((
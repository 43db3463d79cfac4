use std::time::Duration;

use async_trait::async_trait;
use reqwest::Client;
use secrecy::{ExposeSecret, SecretString};
use tracing::{debug, info, warn};

use coverquote_core::config::SlackConfig;
use coverquote_core::ports::{NotificationError, SlackPost, SlackPoster};

use crate::blocks::notification_message;

const WEBHOOK_TIMEOUT: Duration = Duration::from_secs(10);

/// Posts notifications to a Slack incoming webhook.
pub struct WebhookSlackPoster {
    client: Client,
    webhook_url: SecretString,
}

impl WebhookSlackPoster {
    pub fn new(webhook_url: SecretString) -> Result<Self, NotificationError> {
        let client = Client::builder()
            .timeout(WEBHOOK_TIMEOUT)
            .build()
            .map_err(|error| NotificationError(format!("slack client: {error}")))?;
        Ok(Self { client, webhook_url })
    }
}

#[async_trait]
impl SlackPoster for WebhookSlackPoster {
    async fn post(&self, post: &SlackPost) -> Result<(), NotificationError> {
        let message = notification_message(post);
        let response = self
            .client
            .post(self.webhook_url.expose_secret())
            .json(&message)
            .send()
            .await
            .map_err(|error| NotificationError(format!("slack webhook request failed: {error}")))?;

        let status = response.status();
        if !status.is_success() {
            let body = response.text().await.unwrap_or_default();
            warn!(
                event_name = "slack.webhook.rejected",
                channel = %post.channel,
                status = status.as_u16(),
                body = %body,
                "slack rejected notification"
            );
            return Err(NotificationError(format!("slack webhook returned {status}: {body}")));
        }

        debug!(event_name = "slack.webhook.posted", channel = %post.channel, "slack notification sent");
        Ok(())
    }
}

/// Stand-in used when no webhook is configured: the post is only logged.
#[derive(Default)]
pub struct LoggingSlackPoster;

#[async_trait]
impl SlackPoster for LoggingSlackPoster {
    async fn post(&self, post: &SlackPost) -> Result<(), NotificationError> {
        info!(
            event_name = "slack.webhook.skipped",
            channel = %post.channel,
            severity = ?post.severity,
            message = %post.message,
            "slack webhook not configured; notification logged only"
        );
        Ok(())
    }
}

pub fn poster_from_config(
    config: &SlackConfig,
) -> Result<std::sync::Arc<dyn SlackPoster>, NotificationError> {
    match config.webhook_url.clone() {
        Some(url) => Ok(std::sync::Arc::new(WebhookSlackPoster::new(url)?)),
        None => Ok(std::sync::Arc::new(LoggingSlackPoster)),
    }
}
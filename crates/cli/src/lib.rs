pub mod commands;

use clap::{Parser, Subcommand};
use std::process::ExitCode;

#[derive(Debug, Parser)]
#[command(
    name = "coverquote",
    about = "Coverquote operator CLI",
    long_about = "Inspect configuration, check runtime readiness, and apply database migrations for the quote engine.",
    after_help = "Examples:\n  coverquote doctor --json\n  coverquote config\n  coverquote migrate"
)]
pub struct Cli {
    #[command(subcommand)]
    command: Command,
}

#[derive(Debug, Subcommand)]
enum Command {
    #[command(about = "Apply pending database migrations and return structured status output")]
    Migrate,
    #[command(
        about = "Inspect effective configuration values with source attribution and redaction"
    )]
    Config,
    #[command(about = "Validate config, notification readiness, and database schema")]
    Doctor {
        #[arg(long, help = "Emit machine-readable JSON output")]
        json: bool,
    },
}

pub fn run() -> ExitCode {
    let cli = Cli::parse();

    let result = match cli.command {
        Command::Migrate => commands::migrate::run(),
        Command::Config => commands::config::run(),
        Command::Doctor { json } => commands::doctor::run(json),
    };

    println!("{}", result.output);
    ExitCode::from(result.exit_code)
}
))
> What the exercise asks: Retype the whole listing above. Please keep it exact.

> Result below:
repository 43db3463d79cfac4
use std::time::Duration;

use async_trait::async_trait;
use reqwest::Client;
use secrecy::{ExposeSecret, SecretString};
use tracing::{debug, info, warn};

use coverquote_core::config::SlackConfig;
use coverquote_core::ports::{NotificationError, SlackPost, SlackPoster};

use crate::blocks::notification_message;

const WEBHOOK_TIMEOUT: Duration = Duration::from_secs(10);

/// Posts notifications to a Slack incoming webhook.
pub struct WebhookSlackPoster {
    client: Client,
    webhook_url: SecretString,
}

impl WebhookSlackPoster {
    pub fn new(webhook_url: SecretString) -> Result<Self, NotificationError> {
        let client = Client::builder()
            .timeout(WEBHOOK_TIMEOUT)
            .build()
            .map_err(|error| NotificationError(format!("slack client: {error}")))?;
        Ok(Self { client, webhook_url })
    }
}

#[async_trait]
impl SlackPoster for WebhookSlackPoster {
    async fn post(&self, post: &SlackPost) -> Result<(), NotificationError> {
        let message = notification_message(post);
        let response = self
            .client
            .post(self.webhook_url.expose_secret())
            .json(&message)
            .send()
            .await
            .map_err(|error| NotificationError(format!("slack webhook request failed: {error}")))?;

        let status = response.status();
        if !status.is_success() {
            let body = response.text().await.unwrap_or_default();
            warn!(
                event_name = "slack.webhook.rejected",
                channel = %post.channel,
                status = status.as_u16(),
                body = %body,
                "slack rejected notification"
            );
            return Err(NotificationError(format!("slack webhook returned {status}: {body}")));
        }

        debug!(event_name = "slack.webhook.posted", channel = %post.channel, "slack notification sent");
        Ok(())
    }
}

/// Stand-in used when no webhook is configured: the post is only logged.
#[derive(Default)]
pub struct LoggingSlackPoster;

#[async_trait]
impl SlackPoster for LoggingSlackPoster {
    async fn post(&self, post: &SlackPost) -> Result<(), NotificationError> {
        info!(
            event_name = "slack.webhook.skipped",
            channel = %post.channel,
            severity = ?post.severity,
            message = %post.message,
            "slack webhook not configured; notification logged only"
        );
        Ok(())
    }
}

pub fn poster_from_config(
    config: &SlackConfig,
) -> Result<std::sync::Arc<dyn SlackPoster>, NotificationError> {
    match config.webhook_url.clone() {
        Some(url) => Ok(std::sync::Arc::new(WebhookSlackPoster::new(url)?)),
        None => Ok(std::sync::Arc::new(LoggingSlackPoster)),
    }
}
filename crates/cli/src/lib.rs
pub mod commands;

use clap::{Parser, Subcommand};
use std::process::ExitCode;

#[derive(Debug, Parser)]
#[command(
    name = "coverquote",
    about = "Coverquote operator CLI",
    long_about = "Inspect configuration, check runtime readiness, and apply database migrations for the quote engine.",
    after_help = "Examples:\n  coverquote doctor --json\n  coverquote config\n  coverquote migrate"
)]
pub struct Cli {
    #[command(subcommand)]
    command: Command,
}

#[derive(Debug, Subcommand)]
enum Command {
    #[command(about = "Apply pending database migrations and return structured status output")]
    Migrate,
    #[command(
        about = "Inspect effective configuration values with source attribution and redaction"
    )]
    Config,
    #[command(about = "Validate config, notification readiness, and database schema")]
    Doctor {
        #[arg(long, help = "Emit machine-readable JSON output")]
        json: bool,
    },
}

pub fn run() -> ExitCode {
    let cli = Cli::parse();

    let result = match cli.command {
        Command::Migrate => commands::migrate::run(),
        Command::Config => commands::config::run(),
        Command::Doctor { json } => commands::doctor::run(json),
    };

    println!("{}", result.output);
    ExitCode::from(result.exit_code)
}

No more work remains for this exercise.